DATA:
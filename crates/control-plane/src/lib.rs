//! Autopilot Control Plane Library
//!
//! This crate provides the control plane server for the bug-to-PR
//! autopilot, handling:
//!
//! - **Run Execution**: Drive each run through its steps on its own task
//! - **Approval Gates**: Suspend runs until a human approves or rejects
//! - **Event Streaming**: Deliver ordered run events to live observers over SSE
//! - **Run Directory**: Create, list and inspect runs in memory
//!
//! ## Architecture
//!
//! Every run is owned by a single executor task. Observers read snapshots
//! published through a watch channel and follow a per-run broadcast
//! channel with bounded replay. Step side effects are bound declaratively
//! through `autopilot_tools::ActionRegistry`.
//!
//! ## Modules
//!
//! - [`config`]: Configuration loading from environment variables
//! - [`engine`]: Run state machine, gates, event channel and executor
//! - [`error`]: Custom error types with Axum integration
//! - [`handlers`]: HTTP route handlers
//! - [`services`]: Run directory and collaborator wiring
//! - [`state`]: Shared application state
//!
//! ## Example
//!
//! ```ignore
//! use std::sync::Arc;
//! use autopilot_control_plane::{
//!     config::{AppConfig, GitHubConfig},
//!     engine::StepRegistry,
//!     router::build_router,
//!     services::{default_collaborators, DirectoryOptions, RunDirectory},
//!     state::AppState,
//! };
//!
//! #[tokio::main]
//! async fn main() -> anyhow::Result<()> {
//!     let config = AppConfig::from_env()?;
//!     let collaborators = default_collaborators(&config, &GitHubConfig::from_env()?)?;
//!     let directory = RunDirectory::new(
//!         StepRegistry::bug_to_pr(),
//!         autopilot_tools::create_default_registry(&collaborators),
//!         DirectoryOptions::from_config(&config, autopilot_tools::REQUIRED_INPUTS),
//!     );
//!     let app = build_router(AppState::new(Arc::new(directory), config));
//!     // ... serve
//!     Ok(())
//! }
//! ```

pub mod config;
pub mod engine;
pub mod error;
pub mod handlers;
pub mod result_ext;
pub mod router;
pub mod services;
pub mod state;

pub use error::{AppError, AppResult};
pub use result_ext::ResultExt;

WHAT YOU WILL DO: What you return should match the listing above exactly.

RESULT BELOW:
filename crates/control-plane/src/lib.rs
//! Autopilot Control Plane Library
//!
//! This crate provides the control plane server for the bug-to-PR
//! autopilot, handling:
//!
//! - **Run Execution**: Drive each run through its steps on its own task
//! - **Approval Gates**: Suspend runs until a human approves or rejects
//! - **Event Streaming**: Deliver ordered run events to live observers over SSE
//! - **Run Directory**: Create, list and inspect runs in memory
//!
//! ## Architecture
//!
//! Every run is owned by a single executor task. Observers read snapshots
//! published through a watch channel and follow a per-run broadcast
//! channel with bounded replay. Step side effects are bound declaratively
//! through `autopilot_tools::ActionRegistry`.
//!
//! ## Modules
//!
//! - [`config`]: Configuration loading from environment variables
//! - [`engine`]: Run state machine, gates, event channel and executor
//! - [`error`]: Custom error types with Axum integration
//! - [`handlers`]: HTTP route handlers
//! - [`services`]: Run directory and collaborator wiring
//! - [`state`]: Shared application state
//!
//! ## Example
//!
//! ```ignore
//! use std::sync::Arc;
//! use autopilot_control_plane::{
//!     config::{AppConfig, GitHubConfig},
//!     engine::StepRegistry,
//!     router::build_router,
//!     services::{default_collaborators, DirectoryOptions, RunDirectory},
//!     state::AppState,
//! };
//!
//! #[tokio::main]
//! async fn main() -> anyhow::Result<()> {
//!     let config = AppConfig::from_env()?;
//!     let collaborators = default_collaborators(&config, &GitHubConfig::from_env()?)?;
//!     let directory = RunDirectory::new(
//!         StepRegistry::bug_to_pr(),
//!         autopilot_tools::create_default_registry(&collaborators),
//!         DirectoryOptions::from_config(&config, autopilot_tools::REQUIRED_INPUTS),
//!     );
//!     let app = build_router(AppState::new(Arc::new(directory), config));
//!     // ... serve
//!     Ok(())
//! }
//! ```

pub mod config;
pub mod engine;
pub mod error;
pub mod handlers;
pub mod result_ext;
pub mod router;
pub mod services;
pub mod state;

pub use error::{AppError, AppResult};
pub use result_ext::ResultExt;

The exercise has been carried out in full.